As a passionate movie-goer, I consider the Academy Awards a pretty big night. I pay attention to them every year. I make sure that movies that have won Best Picture are on my Netflix Queue. This year’s Academy Awards were different. The second time in a row to be called #OscarsSoWhite, the Academy was called out for having racial bias. It also struck a larger conversation: where is the diversity in Hollywood?
Chris Rock hosted Oscar night this year, and his opening monologue certainly lived up to its hype. Rock addressed that he is the black host on a night where all 20 of the nominees for actors/actresses categories are white. He also joked about Jada Pinkett-Smith boycotting the Oscars. However, the conversation was centered around the black and white binary. There was almost no mention of Asians or Latinos. As The Washington Post put it: “There was a lack of diversity in the lack of diversity.” Rock only mentioned Asians once. He brought three Asian children onto the stage. They were all posed as “bankers” from finance firm PricewaterhouseCoopers. Rock went on to make a joke about how smart Asians are and how these children are the ones building our phones. Um...what? As an Asian American, I see that as a problem.
In the past 25 years, no Asian Americans were nominated for an Academy Award. Only three Asians were nominated: Ken Watanabe and Rinko Kikuchi of Japan and Shoreh Aghdashloo of Iran. As a Japanese-American woman in my 20s, it’s getting harder and harder to watch current movies. I don’t see a lot of Asian or Asian American women in Hollywood. It makes me feel even more dislocated in my society. In America, I am labelled as Asian because of how I look. I get a lot of micro-aggressive comments when I meet people for the first time. “Do you speak English?” and “Where are you from?” are frequent questions. I feel like the token Asian friend in my non-Japanese-American friend groups. In Japan, I am not Japanese enough. I can speak and understand English fluently. I look like an outsider since apparently I have the presence of someone who hasn’t grown up in Japan. I’m too Americanized, at least that’s what my Japanese friends tell me.
If both of these cultures that I am from are seeing me as someone who doesn’t belong, where do I actually belong?
I struggle with participating in conversations about race. I feel that I never get to use my own voice in these conversations because I am mostly trying to ally myself with other minorities and the conversations seem to lean towards that black and white binary. I wish that the media presented to me would allow me to feel a little more included in popular culture.

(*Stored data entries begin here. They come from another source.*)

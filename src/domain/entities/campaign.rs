//! Campaign entity - a table of characters run by one game master

use chrono::{DateTime, Utc};
use rand::distributions::Alphanumeric;
use rand::Rng;
use serde::{Deserialize, Serialize};

use crate::domain::value_objects::{CampaignId, CharacterId};

pub const INVITE_CODE_LENGTH: usize = 8;
pub const MAX_CAMPAIGN_NAME_LENGTH: usize = 255;
pub const MAX_CAMPAIGN_DESCRIPTION_LENGTH: usize = 10000;

#[derive(Debug, thiserror::Error, PartialEq, Eq)]
pub enum CampaignError {
    #[error("Campaign name must be between 1 and {} characters", MAX_CAMPAIGN_NAME_LENGTH)]
    InvalidName,
    #[error("Campaign description cannot exceed {} characters", MAX_CAMPAIGN_DESCRIPTION_LENGTH)]
    DescriptionTooLong,
    #[error("No campaign uses invite code {0}")]
    UnknownInviteCode(String),
    #[error("Character {0} already belongs to another campaign")]
    AlreadyInCampaign(CharacterId),
    #[error("Character {0} is not a member of this campaign")]
    NotMember(CharacterId),
}

#[derive(Debug, Clone, PartialEq, Serialize, Deserialize)]
pub struct Campaign {
    pub id: CampaignId,
    /// The game master's user id
    pub owner_id: String,
    pub name: String,
    #[serde(default)]
    pub description: String,
    /// Campaign frame / setting the table plays in
    #[serde(default)]
    pub frame: Option<String>,
    pub invite_code: String,
    #[serde(default)]
    pub members: Vec<CharacterId>,
    pub created_at: DateTime<Utc>,
    pub updated_at: DateTime<Utc>,
}

impl Campaign {
    pub fn new(owner_id: impl Into<String>, name: impl Into<String>) -> Self {
        let now = Utc::now();
        Self {
            id: CampaignId::new(),
            owner_id: owner_id.into(),
            name: name.into(),
            description: String::new(),
            frame: None,
            invite_code: generate_invite_code(&mut rand::thread_rng()),
            members: Vec::new(),
            created_at: now,
            updated_at: now,
        }
    }

    pub fn with_description(mut self, description: impl Into<String>) -> Self {
        self.description = description.into();
        self
    }

    pub fn with_frame(mut self, frame: impl Into<String>) -> Self {
        self.frame = Some(frame.into());
        self
    }

    pub fn validate(name: &str, description: &str) -> Result<(), CampaignError> {
        if name.trim().is_empty() || name.len() > MAX_CAMPAIGN_NAME_LENGTH {
            return Err(CampaignError::InvalidName);
        }
        if description.len() > MAX_CAMPAIGN_DESCRIPTION_LENGTH {
            return Err(CampaignError::DescriptionTooLong);
        }
        Ok(())
    }

    pub fn is_member(&self, character_id: &CharacterId) -> bool {
        self.members.contains(character_id)
    }

    /// Returns false if the character was already a member
    pub fn add_member(&mut self, character_id: CharacterId) -> bool {
        if self.is_member(&character_id) {
            return false;
        }
        self.members.push(character_id);
        self.updated_at = Utc::now();
        true
    }

    pub fn remove_member(&mut self, character_id: &CharacterId) -> bool {
        if let Some(pos) = self.members.iter().position(|id| id == character_id) {
            self.members.remove(pos);
            self.updated_at = Utc::now();
            true
        } else {
            false
        }
    }
}

/// Invite codes are matched ignoring case and surrounding whitespace
pub fn normalize_invite_code(code: &str) -> String {
    code.trim().to_ascii_uppercase()
}

/// Uppercase alphanumeric invite code
pub fn generate_invite_code<R: Rng + ?Sized>(rng: &mut R) -> String {
    rng.sample_iter(&Alphanumeric)
        .take(INVITE_CODE_LENGTH)
        .map(|b| char::from(b).to_ascii_uppercase())
        .collect()
}

#[cfg(test)]
mod tests {
    use super::*;

    #[test]
    fn test_invite_code_shape() {
        let campaign = Campaign::new("gm-1", "The Witherwild");
        assert_eq!(campaign.invite_code.len(), INVITE_CODE_LENGTH);
        assert!(campaign
            .invite_code
            .chars()
            .all(|c| c.is_ascii_digit() || c.is_ascii_uppercase()));
    }

    #[test]
    fn test_membership_is_unique() {
        let mut campaign = Campaign::new("gm-1", "The Witherwild");
        let pc = CharacterId::new();
        assert!(campaign.add_member(pc));
        assert!(!campaign.add_member(pc));
        assert!(campaign.remove_member(&pc));
        assert!(!campaign.remove_member(&pc));
    }

    #[test]
    fn test_validation_limits() {
        assert_eq!(Campaign::validate("", ""), Err(CampaignError::InvalidName));
        assert_eq!(
            Campaign::validate(&"x".repeat(256), ""),
            Err(CampaignError::InvalidName)
        );
        assert_eq!(
            Campaign::validate("Age of Umbra", &"x".repeat(10001)),
            Err(CampaignError::DescriptionTooLong)
        );
        assert!(Campaign::validate("Age of Umbra", "").is_ok());
        assert_eq!(normalize_invite_code(" ab12cd34 "), "AB12CD34");
    }
}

I think about my own future in the workplace. How will I be viewed? If I speak out and voice my own opinions, will I feel obligated to apologize just for being assertive and honest? Even thinking these thoughts frustrates me. Why should I feel anxious in this way? Why should I question my own thoughts or actions when I am just doing my job?
It was only recently that I began feeling like my feelings were being finally publicly recognized. In "Master of None", Aziz Ansari’s new show, when Ansari’s character goes in for auditions, he is always asked to put on an Indian accent. The New York Times published an article called “What it’s really like to work in Hollywood (*if you’re not a straight white man.)” Ken Jeong was warned that he wouldn’t have a future in Hollywood, even though he got an A in his acting class at U.C.L.A. Mindy Kaling related that she wrote a pilot with her best friend called “Mindy and Brenda” based on their experiences. Even though Kaling had auditioned to play the part she had written for herself, they kept auditions open for Indian-American actresses to Middle Eastern actresses, and then eventually white actresses. Kaling also talks about how she’ll feel alien to say “‘I need this to happen, because it’s my show.’” She jokes that she’ll send bagels to her staff, offering, “Please forgive me for asserting myself in a small way.”
There was a big win for Latinos in Hollywood at the Academy Awards. Alejandro González Iñárritu won his second Oscar in a row. In his speech for Best Director, Iñárritu says: “What a great opportunity for our generation, to really liberate yourself from all prejudice and this tribal thinking and make sure for once and forever, the color of skin becomes as irrelevant as the length of our hair.” This resonated with me so much. I can only hope that this will become true.
In the Times article, Mindy Kaling writes, “my role is not just artist. It’s also activist because of the way I look.” After trying to find a role model in Hollywood for so long, I finally found her. I feel like I have an obligation to be an activist as an Asian American, and as a woman. Watch out world, here I come. (Uh-oh, did I just assert myself too much?)
References (and suggestions for further reading)
“If the Oscars were all about diversity, why the crude Asian joke?” by Jessica Contrera The Washington Post
“These charts explain how Oscars diversity is way more complicated than you think” by Dan Zak The Washington Post
“What it’s really like to work in Hollywood (*if you’re not a straight white man.)” by Melena Ryzik The New York Times
Aziz Ansari stars in Master Of None on Netflix. Go watch it.